NEW YORK, NY --- Now that tax day has come and gone…let us save you some money on your LED. The LED display industry has seen tremendous growth in recent years, due in large part to improving technologies and vastly reduced costs. Given these factors alone, it's a great time to take advantage of the benefits of an LED display. However, there are new federal tax incentives for LED signage, providing buyers the most compelling reasons to finally take advantage of the benefits of LED display technology. With these incentives, you as a buyer stand to pay less out of pocket, greatly reducing the cost of your LED sign, which itself can become a huge revenue generator.
This is a big opportunity for customers who install an LED display in 2016.
LED signs qualify under Section 179 as tangible personal property.

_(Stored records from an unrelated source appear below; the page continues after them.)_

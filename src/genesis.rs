// Genesis block construction.
//
// Grounded on the teacher's `create_genesis_block` helper: a fixed
// timestamp and an empty-parent hash, mined like any other block against
// the initial normal-track target (spec scenario 1).

use crate::block::{Block, Transaction};
use crate::error::Result;
use crate::pow::{self, PowContext};
use crate::target::{target_from_bits, INITIAL_TARGET_BITS};

/// Unix timestamp baked into every fresh chain, so independently created
/// chains with the same genesis parameters are byte-identical.
pub const GENESIS_TIMESTAMP: i64 = 1_700_000_000;

/// Mines and returns the height-0 block. `coinbase` is the one transaction
/// genesis carries (its contents are opaque — see [`Transaction`]).
pub fn create_genesis_block(coinbase: Transaction, max_nonce: i64) -> Result<Block> {
    let target = target_from_bits(INITIAL_TARGET_BITS);
    let transactions = vec![coinbase];
    let merkle_root = Block::merkle_root(&transactions);

    let ctx = PowContext {
        prev_block_hash: [0u8; 32],
        merkle_root,
        timestamp: GENESIS_TIMESTAMP,
        target,
        solution_hash: None,
        solution: &[],
        problem_graph_hash: None,
    };
    let (nonce, hash) = pow::run(&ctx, max_nonce)?;

    Ok(Block {
        timestamp: GENESIS_TIMESTAMP,
        prev_block_hash: [0u8; 32],
        height: 0,
        target,
        nonce,
        hash,
        transactions,
        problem_graph_hash: None,
        solution_hash: None,
        solution: vec![],
    })
}
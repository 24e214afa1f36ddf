// Cryptographic hashing wrappers
use sha2::{Digest, Sha256};

/// SHA-256: the chain's only hash primitive — proof-of-work, Merkle roots,
/// and problem-graph identity all reduce to this.
pub fn sha256(data: &[u8]) -> [u8; 32] {
    let mut hasher = Sha256::new();
    hasher.update(data);
    hasher.finalize().into()
}

/// Hashes `a` then `b` without allocating a temporary buffer.
pub fn sha256_concat(a: &[u8], b: &[u8]) -> [u8; 32] {
    let mut hasher = Sha256::new();
    hasher.update(a);
    hasher.update(b);
    hasher.finalize().into()
}
// Miner (component C9): assembles a block template and runs proof-of-work
// against it.
//
// Template assembly follows `mine_block`'s shape (pull transactions from the
// mempool, compute the target for the height about to be mined, run the
// nonce search) generalized with the dual-track target selection and the
// three block kinds this chain supports: a plain block, one that publishes a
// new problem graph, and one that submits an improving clique solution.

use crate::accept::Acceptor;
use crate::block::{Block, Transaction};
use crate::chain::Chain;
use crate::error::{ChainError, Result};
use crate::mempool::Mempool;
use crate::pow::{self, PowContext};
use crate::problem::ProblemGraph;
use crate::retarget::Retargeter;

const MAX_TXS_PER_BLOCK: usize = 100;

/// What a to-be-mined block should carry beyond its transactions.
pub enum BlockContent {
    /// No problem-graph activity at all.
    Plain,
    /// Publishes a new problem graph, becoming the chain's active instance.
    /// The sentinel `solution_hash == problem_graph_hash` marks this block
    /// as "no real solution", matching the original's publish convention.
    PublishProblem(ProblemGraph),
    /// Submits a clique solution against an already-known problem graph.
    /// This block does not itself publish anything, so its
    /// `problem_graph_hash` field is `None` — only `solution_hash` carries
    /// the graph being solved.
    SubmitSolution { graph_hash: [u8; 32], solution: Vec<usize> },
}

pub struct Miner<'a> {
    chain: &'a Chain,
}

impl<'a> Miner<'a> {
    pub fn new(chain: &'a Chain) -> Self {
        Miner { chain }
    }

    /// Assembles a template extending the current tip and mines it.
    pub fn mine_block(
        &self,
        mempool: &mut Mempool,
        content: BlockContent,
        timestamp: i64,
        max_nonce: i64,
    ) -> Result<Block> {
        let tip = self.chain.tip()?.ok_or(ChainError::NotFound("tip — mine genesis first"))?;
        let height = tip.height + 1;

        // `problem_graph_hash` marks "this block publishes a new graph" — it
        // is `None` on every other block, including ones that submit a
        // solution against an already-published graph (see DESIGN.md).
        let problem_graph_hash = match &content {
            BlockContent::PublishProblem(graph) => {
                self.chain.store().put_problem(&graph.hash(), graph)?;
                Some(graph.hash())
            }
            BlockContent::Plain | BlockContent::SubmitSolution { .. } => None,
        };

        let (solution_hash, solution) = match &content {
            BlockContent::PublishProblem(graph) => (Some(graph.hash()), Vec::new()),
            BlockContent::SubmitSolution { graph_hash, solution } => (Some(*graph_hash), solution.clone()),
            BlockContent::Plain => (None, Vec::new()),
        };

        let draft = Block {
            timestamp,
            prev_block_hash: tip.hash,
            height,
            target: primitive_types::U256::zero(),
            nonce: 0,
            hash: [0u8; 32],
            transactions: Vec::new(),
            problem_graph_hash,
            solution_hash,
            solution: solution.clone(),
        };
        let reduced = self.chain.has_valid_solution(&draft)?;

        let retargeter = Retargeter::new(self.chain);
        let target = retargeter.target_for_height(height, reduced)?;

        let transactions: Vec<Transaction> = mempool.take(MAX_TXS_PER_BLOCK);
        let merkle_root = Block::merkle_root(&transactions);

        let ctx = PowContext {
            prev_block_hash: tip.hash,
            merkle_root,
            timestamp,
            target,
            solution_hash,
            solution: &solution,
            problem_graph_hash,
        };
        let (nonce, hash) = pow::run_parallel(&ctx, max_nonce, 65_536)?;

        Ok(Block {
            timestamp,
            prev_block_hash: tip.hash,
            height,
            target,
            nonce,
            hash,
            transactions,
            problem_graph_hash,
            solution_hash,
            solution,
        })
    }

    /// Mines and accepts `count` plain blocks in sequence, returning their
    /// hashes in mining order.
    pub fn generate_blocks(
        &self,
        mempool: &mut Mempool,
        count: usize,
        mut timestamp: i64,
        max_nonce: i64,
    ) -> Result<Vec<[u8; 32]>> {
        let acceptor = Acceptor::new(self.chain);
        let mut hashes = Vec::with_capacity(count);
        for _ in 0..count {
            let block = self.mine_block(mempool, BlockContent::Plain, timestamp, max_nonce)?;
            acceptor.add_block(block.clone())?;
            hashes.push(block.hash);
            timestamp += 1;
        }
        Ok(hashes)
    }
}

#[cfg(test)]
mod tests {
    use super::*;
    use crate::genesis::create_genesis_block;
    use crate::store::ChainStore;
    use std::sync::atomic::{AtomicU64, Ordering};

    static COUNTER: AtomicU64 = AtomicU64::new(0);

    fn temp_chain_with_genesis() -> (Chain, tempfile::TempDir) {
        let dir = tempfile::tempdir().unwrap();
        let n = COUNTER.fetch_add(1, Ordering::SeqCst);
        let path = dir.path().join(format!("miner-{n}"));
        let chain = Chain::new(ChainStore::open(&path).unwrap());
        let genesis = create_genesis_block(Transaction(b"genesis".to_vec()), 5_000_000).unwrap();
        Acceptor::new(&chain).add_block(genesis).unwrap();
        (chain, dir)
    }

    #[test]
    fn test_mine_plain_block_extends_tip() {
        let (chain, _dir) = temp_chain_with_genesis();
        let miner = Miner::new(&chain);
        let mut mempool = Mempool::new();
        mempool.insert(Transaction(b"tx1".to_vec()));

        let block = miner.mine_block(&mut mempool, BlockContent::Plain, 1_700_000_100, 5_000_000).unwrap();
        assert_eq!(block.height, 1);
        assert_eq!(block.transactions.len(), 1);
        assert!(block.solution_hash.is_none());
    }

    #[test]
    fn test_generate_blocks_advances_chain() {
        let (chain, _dir) = temp_chain_with_genesis();
        let miner = Miner::new(&chain);
        let mut mempool = Mempool::new();
        let hashes = miner.generate_blocks(&mut mempool, 3, 1_700_000_100, 5_000_000).unwrap();
        assert_eq!(hashes.len(), 3);
        assert_eq!(chain.tip().unwrap().unwrap().height, 4);
    }

    #[test]
    fn test_mine_publish_problem_sets_sentinel() {
        let (chain, _dir) = temp_chain_with_genesis();
        let miner = Miner::new(&chain);
        let mut mempool = Mempool::new();
        let graph = ProblemGraph::new(10, 20, 1).unwrap();
        let graph_hash = graph.hash();

        let block = miner
            .mine_block(&mut mempool, BlockContent::PublishProblem(graph), 1_700_000_100, 5_000_000)
            .unwrap();
        assert_eq!(block.problem_graph_hash, Some(graph_hash));
        assert_eq!(block.solution_hash, Some(graph_hash));
        assert!(block.solution.is_empty());
    }
}
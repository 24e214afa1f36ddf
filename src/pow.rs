// Proof-of-work engine (component C4).
//
// Preimage assembly mirrors `proofofwork.go`'s `prepareData`: the eight
// fields below, concatenated in this exact order, with no length prefixes or
// separators. Changing the order, the hex rendering of `target`, or the
// digit-concatenation rule for `solution` changes every hash this chain ever
// produces, so none of it is incidental.

use std::sync::atomic::{AtomicBool, AtomicI64, Ordering};

use primitive_types::U256;
use rayon::prelude::*;

use crate::crypto::hash::sha256;
use crate::error::{ChainError, Result};
use crate::target::{target_to_hex_minimal, Target};

pub struct PowContext<'a> {
    pub prev_block_hash: [u8; 32],
    pub merkle_root: Option<[u8; 32]>,
    pub timestamp: i64,
    pub target: Target,
    pub solution_hash: Option<[u8; 32]>,
    pub solution: &'a [usize],
    pub problem_graph_hash: Option<[u8; 32]>,
}

fn solution_ascii(solution: &[usize]) -> String {
    solution.iter().map(|v| v.to_string()).collect()
}

/// Assembles the canonical preimage for a given `nonce`.
pub fn prepare_data(ctx: &PowContext, nonce: i64) -> Vec<u8> {
    let mut data = Vec::new();
    data.extend_from_slice(&ctx.prev_block_hash);
    if let Some(root) = ctx.merkle_root {
        data.extend_from_slice(&root);
    }
    data.extend_from_slice(&ctx.timestamp.to_be_bytes());
    data.extend_from_slice(target_to_hex_minimal(ctx.target).as_bytes());
    data.extend_from_slice(&nonce.to_be_bytes());
    if let Some(solution_hash) = ctx.solution_hash {
        data.extend_from_slice(&solution_hash);
    }
    data.extend_from_slice(solution_ascii(ctx.solution).as_bytes());
    if let Some(problem_graph_hash) = ctx.problem_graph_hash {
        data.extend_from_slice(&problem_graph_hash);
    }
    data
}

fn hash_meets_target(hash: &[u8; 32], target: Target) -> bool {
    U256::from_big_endian(hash) < target
}

/// Single-threaded nonce search over `[0, max_nonce)`.
pub fn run(ctx: &PowContext, max_nonce: i64) -> Result<(i64, [u8; 32])> {
    for nonce in 0..max_nonce {
        let data = prepare_data(ctx, nonce);
        let hash = sha256(&data);
        if hash_meets_target(&hash, ctx.target) {
            return Ok((nonce, hash));
        }
    }
    Err(ChainError::ExhaustedNonce)
}

/// Parallel nonce search using rayon, stopping as soon as any worker finds a
/// hash under target. Workers cooperatively check `stop` between hashes, the
/// way the teacher's miner threads polled an `AtomicBool`.
pub fn run_parallel(ctx: &PowContext, max_nonce: i64, chunk: i64) -> Result<(i64, [u8; 32])> {
    let stop = AtomicBool::new(false);
    let winner = AtomicI64::new(-1);
    let winner_hash = std::sync::Mutex::new([0u8; 32]);

    let num_chunks = max_nonce.div_ceil(chunk.max(1));
    (0..num_chunks).into_par_iter().for_each(|chunk_idx| {
        if stop.load(Ordering::Relaxed) {
            return;
        }
        let start = chunk_idx * chunk;
        let end = (start + chunk).min(max_nonce);
        for nonce in start..end {
            if stop.load(Ordering::Relaxed) {
                return;
            }
            let data = prepare_data(ctx, nonce);
            let hash = sha256(&data);
            if hash_meets_target(&hash, ctx.target) {
                if !stop.swap(true, Ordering::SeqCst) {
                    winner.store(nonce, Ordering::SeqCst);
                    *winner_hash.lock().unwrap() = hash;
                }
                return;
            }
        }
    });

    let nonce = winner.load(Ordering::SeqCst);
    if nonce < 0 {
        return Err(ChainError::ExhaustedNonce);
    }
    Ok((nonce, *winner_hash.lock().unwrap()))
}

/// Recomputes the hash for `nonce` and checks it both matches `hash` and
/// satisfies `ctx.target` — used when accepting a block mined elsewhere.
pub fn validate(ctx: &PowContext, nonce: i64, hash: &[u8; 32]) -> bool {
    let data = prepare_data(ctx, nonce);
    let recomputed = sha256(&data);
    &recomputed == hash && hash_meets_target(hash, ctx.target)
}

#[cfg(test)]
mod tests {
    use super::*;
    use crate::target::target_from_bits;

    fn sample_ctx() -> PowContext<'static> {
        PowContext {
            prev_block_hash: [0u8; 32],
            merkle_root: None,
            timestamp: 1_700_000_000,
            target: target_from_bits(8), // easy target, finds quickly
            solution_hash: None,
            solution: &[],
            problem_graph_hash: None,
        }
    }

    #[test]
    fn test_solution_ascii_concatenates_without_separator() {
        assert_eq!(solution_ascii(&[1, 23, 4]), "1234");
        assert_eq!(solution_ascii(&[]), "");
    }

    #[test]
    fn test_prepare_data_changes_with_nonce() {
        let ctx = sample_ctx();
        assert_ne!(prepare_data(&ctx, 0), prepare_data(&ctx, 1));
    }

    #[test]
    fn test_run_finds_and_validates() {
        let ctx = sample_ctx();
        let (nonce, hash) = run(&ctx, 1_000_000).expect("easy target should be found quickly");
        assert!(validate(&ctx, nonce, &hash));
    }

    #[test]
    fn test_run_exhausts_on_impossible_target() {
        let mut ctx = sample_ctx();
        ctx.target = Target::zero();
        assert!(matches!(run(&ctx, 100), Err(ChainError::ExhaustedNonce)));
    }

    #[test]
    fn test_validate_rejects_wrong_hash() {
        let ctx = sample_ctx();
        let (nonce, _) = run(&ctx, 1_000_000).unwrap();
        assert!(!validate(&ctx, nonce, &[0xffu8; 32]));
    }

    #[test]
    fn test_run_parallel_agrees_with_run() {
        let ctx = sample_ctx();
        let (_, hash) = run_parallel(&ctx, 1_000_000, 4096).expect("should find a nonce");
        assert!(hash_meets_target(&hash, ctx.target));
    }
}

Tangible personal property is defined to include property contained in or attached to a building (other than structural components), such as refrigerators, grocery store counters, office equipment, printing presses, testing equipment, and signs.
What Are The Benefits?
To sum it up, any purchase of new signage in 2016 that is also placed into service during 2016 will qualify for the following:
•A section 179 deduction of $500,000 for purchases of $2.0 million or less. Any purchase that is over $2.5 million will not qualify for ANY section 179 deduction. A purchase between $2.0 million and $2.5 million qualifies for a reduced amount.
•A bonus depreciation deduction equal to 50% of the remaining cost of the signage.
•A normal depreciation deduction (the value depends on how the company depreciates its assets)
How Do The Benefits Save Cash?
Depreciation is a reduction in the value of an asset. Businesses are allowed to depreciate an asset to account for normal wear and tear over time. At year end, depreciation expense is subtracted from a company's net income when determining the amount of tax to pay. Therefore, any increase in deprecation reduces the amount of taxable income, saving a company cash.
Below is an illustration to show the actual cash effect of this opportunity:
•Cost of the LED sign: $1,500,000 (assumed)
•Section 179 deduction: $500,000 (max)
•Bonus depreciation deduction: $500,000 (50% of the remaining cost)
•Normal 1st year depreciation: $100,000 (varies depending on the company)
As you can see, the total 2016 deduction would be $1,100,000, leaving the LED sign with a value of $400,000. Assuming the company is in the 35% tax bracket, the cash SAVED as a result of the total deduction is $385,000 (the value of the deduction multiplied by 35%). As a result, a sign costing $1,500,000 actually only costs the company $1,115,000.